Ya tendremos tiempo después para ver con calma el bisturí lacerante que se intuye entre Gobierno y oposición. Ya tendremos ocasión de separar el grano de la paja, la verdad de lo falso y hasta de analizar minuciosamente las capacidades profesionales e intelectuales de unos y otros para estar donde están ahora. Créanme, después de este escenario apocalíptico nada va a ser igual y la credibilidad se la tendrán que ganar a pulso cada día. O eso espero.

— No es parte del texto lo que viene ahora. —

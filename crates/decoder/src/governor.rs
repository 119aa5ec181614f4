//! Buffer-count governor: back-pressure for hardware-decoded buffers.
//!
//! A hardware decoder can outrun the client. Every decoded buffer that
//! leaves the decoder — sitting in the reorder stage, queued toward the
//! sink, or held by the client — is one reference here; the client
//! releasing a frame is the only credit. When the count reaches the
//! ceiling, the decode callback blocks on its `adjust_ref(+1)` and the
//! whole decode side stalls cleanly instead of exhausting the decoder's
//! internal pool with far worse diagnostics.
//!
//! The ceiling itself breathes: the reorder stage grows it by one for
//! every frame it stages and shrinks it back on emit, so reorder slack
//! never eats into the client's budget.
//!
//! The governor starts with one reference of its own — the owning decode
//! context — released at teardown via [`release_owner`]. Memory lifetime
//! is the `Arc`'s business; a straggler callback firing after teardown
//! finds a valid (if finished) governor and is absorbed.
//!
//! [`release_owner`]: BufferGovernor::release_owner

use parking_lot::{Condvar, Mutex};
use tracing::trace;

struct GovState {
    /// Buffers alive outside the decoder, plus one for the context.
    refcount: i32,
    /// Current ceiling.
    refmax: i32,
}

/// Condvar-gated reference budget for in-flight hardware buffers.
pub struct BufferGovernor {
    state: Mutex<GovState>,
    cond: Condvar,
}

impl BufferGovernor {
    /// `max_in_flight` is the number of buffers allowed out of the
    /// decoder at once (beyond the context's own reference).
    pub fn new(max_in_flight: usize) -> Self {
        Self {
            state: Mutex::new(GovState {
                refcount: 1,
                refmax: max_in_flight as i32 + 1,
            }),
            cond: Condvar::new(),
        }
    }

    /// Grow or shrink the ceiling (reorder staging slack).
    pub fn adjust_max(&self, delta: i32) {
        let mut st = self.state.lock();
        st.refmax += delta;
        trace!(refcount = st.refcount - 1, refmax = st.refmax - 1, "governor max adjusted");
        self.cond.notify_all();
    }

    /// Adjust the reference count. A positive adjustment that lands at
    /// the ceiling blocks until a release makes room; a negative one is
    /// a release and never blocks.
    pub fn adjust_ref(&self, delta: i32) {
        let mut st = self.state.lock();
        st.refcount += delta;
        trace!(refcount = st.refcount - 1, refmax = st.refmax - 1, "governor ref adjusted");
        if delta > 0 {
            while st.refcount >= st.refmax {
                self.cond.wait(&mut st);
            }
        }
        debug_assert!(st.refcount >= 0, "governor refcount went negative");
        self.cond.notify_all();
    }

    /// Release the owning context's reference at session teardown.
    pub fn release_owner(&self) {
        self.adjust_ref(-1);
    }

    /// Current `(refcount, refmax)` snapshot, for diagnostics and tests.
    pub fn counts(&self) -> (i32, i32) {
        let st = self.state.lock();
        (st.refcount, st.refmax)
    }
}

// ── Tests ────────────────────────────────────────────────────────────

#[cfg(test)]
mod tests {
    use super::*;
    use std::sync::atomic::{AtomicBool, Ordering};
    use std::sync::Arc;
    use std::thread;
    use std::time::Duration;

    #[test]
    fn starts_with_owner_reference() {
        let g = BufferGovernor::new(3);
        assert_eq!(g.counts(), (1, 4));
    }

    #[test]
    fn invariant_holds_after_each_operation() {
        let g = BufferGovernor::new(3);
        // Two acquires fit under refmax 4 without blocking.
        for _ in 0..2 {
            g.adjust_ref(1);
            let (count, max) = g.counts();
            assert!(count < max, "{count} >= {max}");
        }
        // Staging slack admits one more.
        g.adjust_max(1);
        g.adjust_ref(1);
        let (count, max) = g.counts();
        assert!(count < max);
        g.adjust_max(-1);
        for _ in 0..3 {
            g.adjust_ref(-1);
            let (count, max) = g.counts();
            assert!((0..=max).contains(&count));
        }
    }

    #[test]
    fn submitter_blocks_at_ceiling_until_release() {
        // max_in_flight = 2 → refmax 3: the owner plus one buffer fit,
        // the next acquire is counted but waits.
        let g = Arc::new(BufferGovernor::new(2));
        g.adjust_ref(1);
        let acquired = Arc::new(AtomicBool::new(false));
        let blocked = {
            let g = g.clone();
            let acquired = acquired.clone();
            thread::spawn(move || {
                g.adjust_ref(1);
                acquired.store(true, Ordering::SeqCst);
            })
        };
        thread::sleep(Duration::from_millis(30));
        assert!(
            !acquired.load(Ordering::SeqCst),
            "acquire at the ceiling must block"
        );
        g.adjust_ref(-1);
        blocked.join().unwrap();
        assert!(acquired.load(Ordering::SeqCst));
    }

    #[test]
    fn raising_the_ceiling_unblocks_a_waiter() {
        let g = Arc::new(BufferGovernor::new(1));
        let waiter = {
            let g = g.clone();
            thread::spawn(move || g.adjust_ref(1))
        };
        thread::sleep(Duration::from_millis(20));
        // Reorder staging grows the budget; the waiter proceeds.
        g.adjust_max(1);
        waiter.join().unwrap();
        assert_eq!(g.counts(), (2, 3));
    }

    #[test]
    fn owner_release_reaches_zero() {
        let g = BufferGovernor::new(3);
        g.release_owner();
        assert_eq!(g.counts().0, 0);
    }
}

Pero insisto, ahora es el momento de arrimar el hombro para luchar contra un enemigo muy poderoso e inédito que atemoriza al conjunto de la población en pleno siglo XXI. Dejemos, por tanto, la demagogia y el discurso vacuo para centrar todos los esfuerzos en el desafío mundial de frenar una pandemia que ni en los peores sueños hubiéramos imaginado su terrorífico daño.

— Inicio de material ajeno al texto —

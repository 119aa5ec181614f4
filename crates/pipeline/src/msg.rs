//! Messages carried by the packet queue.

use pm_common::{Packet, Timestamp};

/// One message on the reader → decoder queue.
///
/// Seek markers share the queue with packets so their ordering relative
/// to the surrounding packets is preserved: everything queued before the
/// marker belongs to the old position, everything after it to the new
/// one. Dropping a message releases its payload either way.
#[derive(Debug)]
pub enum PipelineMsg {
    /// A compressed packet bound for the decoder.
    Packet(Packet),
    /// Seek boundary: the decoder must flush and re-arm at this target
    /// (canonical time base).
    Seek(Timestamp),
}
//! Per-media configuration record.
//!
//! One plain struct holds every client-tunable knob. The client API layer
//! mutates it through named `set_option` entries before the pipeline
//! starts; the pipeline snapshots what it needs when the workers spawn.

use serde::{Deserialize, Serialize};

use crate::color::PixelFormat;

/// Which elementary stream of the media to play. The engine produces one
/// stream at a time; selecting the other stream is a fresh media object.
#[derive(Copy, Clone, Debug, Default, PartialEq, Eq, Serialize, Deserialize)]
pub enum StreamSelect {
    #[default]
    Video,
    Audio,
}

/// Per-media options.
///
/// Time-valued fields are seconds (as the client API exposes them) and
/// are converted to canonical microseconds when the pipeline starts.
#[derive(Clone, Debug, Serialize, Deserialize)]
pub struct MediaConfig {
    /// Stream selection (video by default).
    pub avselect: StreamSelect,
    /// Attempt hardware-accelerated decoding when a backend is available.
    pub auto_hwaccel: bool,
    /// Report frame durations from packet-provided durations.
    pub use_pkt_duration: bool,
    /// Pixel budget for output frames; 0 means unlimited.
    pub max_pixels: u32,
    /// Pixel format requested from hardware decode sessions.
    pub hw_pix_fmt: PixelFormat,
    /// Pixel format emitted by the software decode path.
    pub sw_pix_fmt: PixelFormat,
    /// Honor rotation metadata carried by the stream, when present.
    pub autorotate: bool,
    /// Ask decoders to export motion vectors, when they can.
    pub export_mvs: bool,
    /// Initial seek armed at start, in seconds.
    pub skip: f64,
    /// End the stream at this presentation time, in seconds; negative
    /// means no trim.
    pub trim_duration: f64,
    /// How far ahead of the last delivered frame a get-frame request may
    /// point before the adapter seeks instead of draining, in seconds.
    pub dist_time_seek_trigger: f64,
    /// Capacity of the decoded-frames queue.
    pub max_nb_frames: usize,
    /// Capacity of the packet queue.
    pub max_nb_packets: usize,
    /// When > 1, the reader drops non-key packets whose index is not a
    /// multiple of this value (decode-load thinning).
    pub pkt_skip_mod: i64,
    /// Filter-graph expression applied between decode and the sink.
    pub filters: String,
}

impl Default for MediaConfig {
    fn default() -> Self {
        Self {
            avselect: StreamSelect::Video,
            auto_hwaccel: true,
            use_pkt_duration: false,
            max_pixels: 0,
            hw_pix_fmt: PixelFormat::Bgra8,
            sw_pix_fmt: PixelFormat::Rgba8,
            autorotate: false,
            export_mvs: false,
            skip: 0.0,
            trim_duration: -1.0,
            dist_time_seek_trigger: 1.5,
            max_nb_frames: 3,
            max_nb_packets: 5,
            pkt_skip_mod: 0,
            filters: String::new(),
        }
    }
}

impl MediaConfig {
    /// The subset of options decoder capabilities care about.
    pub fn decode_options(&self) -> DecodeOptions {
        DecodeOptions {
            max_pixels: self.max_pixels,
            sw_pix_fmt: self.sw_pix_fmt,
            hw_pix_fmt: self.hw_pix_fmt,
            export_mvs: self.export_mvs,
        }
    }
}

/// Options handed to a decoder capability at init.
#[derive(Copy, Clone, Debug)]
pub struct DecodeOptions {
    pub max_pixels: u32,
    pub sw_pix_fmt: PixelFormat,
    pub hw_pix_fmt: PixelFormat,
    pub export_mvs: bool,
}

Lo anterior no es óbice para llamar la atención sobre la ejemplaridad del pueblo español, su sentido de responsabilidad y sus encomiables muestras de solidaridad. Porque de todo este inverosímil holocausto provocado por el virus extraeremos no pocas conclusiones. Desde esa generosidad inenarrable de tantos profesionales que nos cuidan a la peor de las realidades como es la incapacidad de anticipación que han mostrado muchos dirigentes. Y esto se ha revelado como una de las principales causas de la abyecta extensión del Covid-19 en España, hasta situarnos como el segundo país en número de fallecidos por detrás de Italia.

Como digo, pondremos en estado de revista todo. Revisaremos nuestros valores, las relaciones laborales, nuestra forma de relacionarnos socialmente, la credibilidad y capacidad de liderazgo de nuestros representantes, las prioridades en el gasto público (la sanidad, el cuidado de los mayores, la atención a la personas vulnerables deben ser lo primero, sin olvidar otros servicios esenciales como el derecho a la buena información)... Si después de este tsunami planetario no hay una reacción profunda a escala mundial, al duelo que supone la evidente falta de anticipación, tendremos que sumar el fracaso de la inteligencia humana. Y eso tampoco nos lo merecemos.